Hi,
The boto auth plugin framework currently raises the TooManyAuthHandlerReadyToAuthenticate exception if more than one plugin is found ready to authenticate with the requested auth capability at the time a request is made. Originally Google implemented that exception approach to prevent unpredictable behavior in case of mis-configured auth plugins.
In practice, this kind of mis-configuration hasn't been the problem we thought it might be. First of all, I believe it can't happen in AWS, because the auth plugins for AWS each implement disjoint capabilities. As further evidence, Mitch noted in a
discussion about this handling in December "I've never seen this error come up before".
The error *does* happen occasionally in Google cloud services, because there are multiple auth handlers each of which declares support for the 's3' capability (an OAuth2 handler and a service account auth handler, in addition to the standard HMAC v1 handler included in boto). And for this case we now want to change the handling, per the idea I proposed in the December discussion: Rather than raising an exception, we want the plugin framework to pick the last plugin that was loaded that's ready to auth with the specified capability (which will thus be the last in a path of config files, like /etc/boto.cfg and ~/.boto). The idea is that this approach allows customers to set up shared configs (e.g., setting up a service account plugin in /etc/boto.cfg), and then have end users customize with individual user credentials in ~/.boto.

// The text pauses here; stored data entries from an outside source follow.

use std::path::PathBuf;

use crate::command::Command;
use crate::error::{GatewayError, GatewayResult};
use crate::platform::SharedPlatform;

pub const MISSING_PATH: &str = "ERROR: Application Path not Listed";

/// Executes resolved commands on the host and reports the outcome as text.
#[derive(Clone)]
pub struct Dispatcher {
    platform: SharedPlatform,
}

impl Dispatcher {
    pub fn new(platform: SharedPlatform) -> Self {
        Self { platform }
    }

    pub fn platform_id(&self) -> &str {
        self.platform.id()
    }

    /// Run `command` and describe the result. Every outcome, including failures, is a
    /// status string for the client.
    pub async fn execute(&self, command: &Command) -> String {
        match command {
            Command::Open { name, path } => {
                let Some(path) = path.as_deref().filter(|path| !path.trim().is_empty()) else {
                    return MISSING_PATH.to_string();
                };
                let path = PathBuf::from(path);
                match self.on_host(move |platform| platform.launch(&path)).await {
                    Ok(()) => format!("Opened {name}"),
                    Err(error) => format!("ERROR: Failed to open {name} - {error}"),
                }
            }
            Command::LockScreen => match self.on_host(|platform| platform.lock_screen()).await {
                Ok(()) => "Screen locked".to_string(),
                Err(error) => format!("ERROR: Failed to lock screen - {error}"),
            },
            Command::PlayMedia => match self.on_host(|platform| platform.toggle_media()).await {
                Ok(()) => "Playing active media".to_string(),
                Err(error) => format!("ERROR: Failed to play media - {error}"),
            },
            Command::PauseMedia => match self.on_host(|platform| platform.toggle_media()).await {
                Ok(()) => "Pausing active media".to_string(),
                Err(error) => format!("ERROR: Failed to pause media - {error}"),
            },
            Command::Invalid { reason } => reason.clone(),
            Command::Unrecognized { transcript } => {
                format!("ERROR: NotFound - '{transcript}' is not a recognized command")
            }
        }
    }

    async fn on_host<F>(&self, action: F) -> GatewayResult<()>
    where
        F: FnOnce(&SharedPlatform) -> GatewayResult<()> + Send + 'static,
    {
        let platform = self.platform.clone();
        tokio::task::spawn_blocking(move || action(&platform))
            .await
            .map_err(|error| GatewayError::Internal(format!("host action aborted: {error}")))?
    }
}

#[cfg(test)]
mod tests {
    use super::*;
    use crate::command::OPEN_VALIDATION_ERROR;
    use crate::platform::Platform;
    use std::path::Path;
    use std::sync::{Arc, Mutex};

    #[derive(Default)]
    struct RecordingPlatform {
        calls: Mutex<Vec<String>>,
        fail: bool,
    }

    impl RecordingPlatform {
        fn record(&self, call: String) -> GatewayResult<()> {
            self.calls.lock().expect("calls").push(call);
            if self.fail {
                Err(GatewayError::Platform("denied".to_string()))
            } else {
                Ok(())
            }
        }

        fn calls(&self) -> Vec<String> {
            self.calls.lock().expect("calls").clone()
        }
    }

    impl Platform for RecordingPlatform {
        fn id(&self) -> &str {
            "recording"
        }

        fn lock_screen(&self) -> GatewayResult<()> {
            self.record("lock".to_string())
        }

        fn toggle_media(&self) -> GatewayResult<()> {
            self.record("toggle".to_string())
        }

        fn launch(&self, path: &Path) -> GatewayResult<()> {
            self.record(format!("launch {}", path.display()))
        }
    }

    fn setup(fail: bool) -> (Dispatcher, Arc<RecordingPlatform>) {
        let platform = Arc::new(RecordingPlatform {
            fail,
            ..RecordingPlatform::default()
        });
        (Dispatcher::new(platform.clone()), platform)
    }

    #[tokio::test]
    async fn open_launches_the_path() {
        let (dispatcher, platform) = setup(false);
        let status = dispatcher
            .execute(&Command::open("visual studio code", Some("C:\\VSCode.exe".to_string())))
            .await;
        assert_eq!(status, "Opened visual studio code");
        assert_eq!(platform.calls(), vec!["launch C:\\VSCode.exe".to_string()]);
    }

    #[tokio::test]
    async fn open_without_path_is_rejected_before_execution() {
        let (dispatcher, platform) = setup(false);
        assert_eq!(dispatcher.execute(&Command::unresolved_open()).await, MISSING_PATH);
        assert_eq!(
            dispatcher
                .execute(&Command::open("notepad", Some(" ".to_string())))
                .await,
            MISSING_PATH
        );
        assert!(platform.calls().is_empty());
    }

    #[tokio::test]
    async fn play_and_pause_share_the_toggle() {
        let (dispatcher, platform) = setup(false);
        assert_eq!(dispatcher.execute(&Command::PauseMedia).await, "Pausing active media");
        assert_eq!(dispatcher.execute(&Command::PlayMedia).await, "Playing active media");
        assert_eq!(platform.calls(), vec!["toggle".to_string(), "toggle".to_string()]);
    }

    #[tokio::test]
    async fn lock_screen_reports_success_and_failure() {
        let (dispatcher, _) = setup(false);
        assert_eq!(dispatcher.execute(&Command::LockScreen).await, "Screen locked");
        let (dispatcher, _) = setup(true);
        assert_eq!(
            dispatcher.execute(&Command::LockScreen).await,
            "ERROR: Failed to lock screen - platform error: denied"
        );
    }

    #[tokio::test]
    async fn unrecognized_command_is_not_found() {
        let (dispatcher, platform) = setup(false);
        assert_eq!(
            dispatcher.execute(&Command::unrecognized("asdkjasdkj")).await,
            "ERROR: NotFound - 'asdkjasdkj' is not a recognized command"
        );
        assert!(platform.calls().is_empty());
    }

    #[tokio::test]
    async fn invalid_command_relays_its_reason() {
        let (dispatcher, platform) = setup(false);
        assert_eq!(
            dispatcher.execute(&Command::invalid_open()).await,
            OPEN_VALIDATION_ERROR
        );
        assert!(platform.calls().is_empty());
    }
}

I heard no objection at the time I proposed this change (and one +1 of the idea), so I have now implemented the suggestion. I made this change in a fork, and sent a
pull request so boto users can see it. I'm pretty sure (for the reasons noted above) that it will not have negative consequences, but since the auth plugin framework is centrally involved in boto operations I wanted to give the community a chance to look and comment before I commit this change to the develop branch.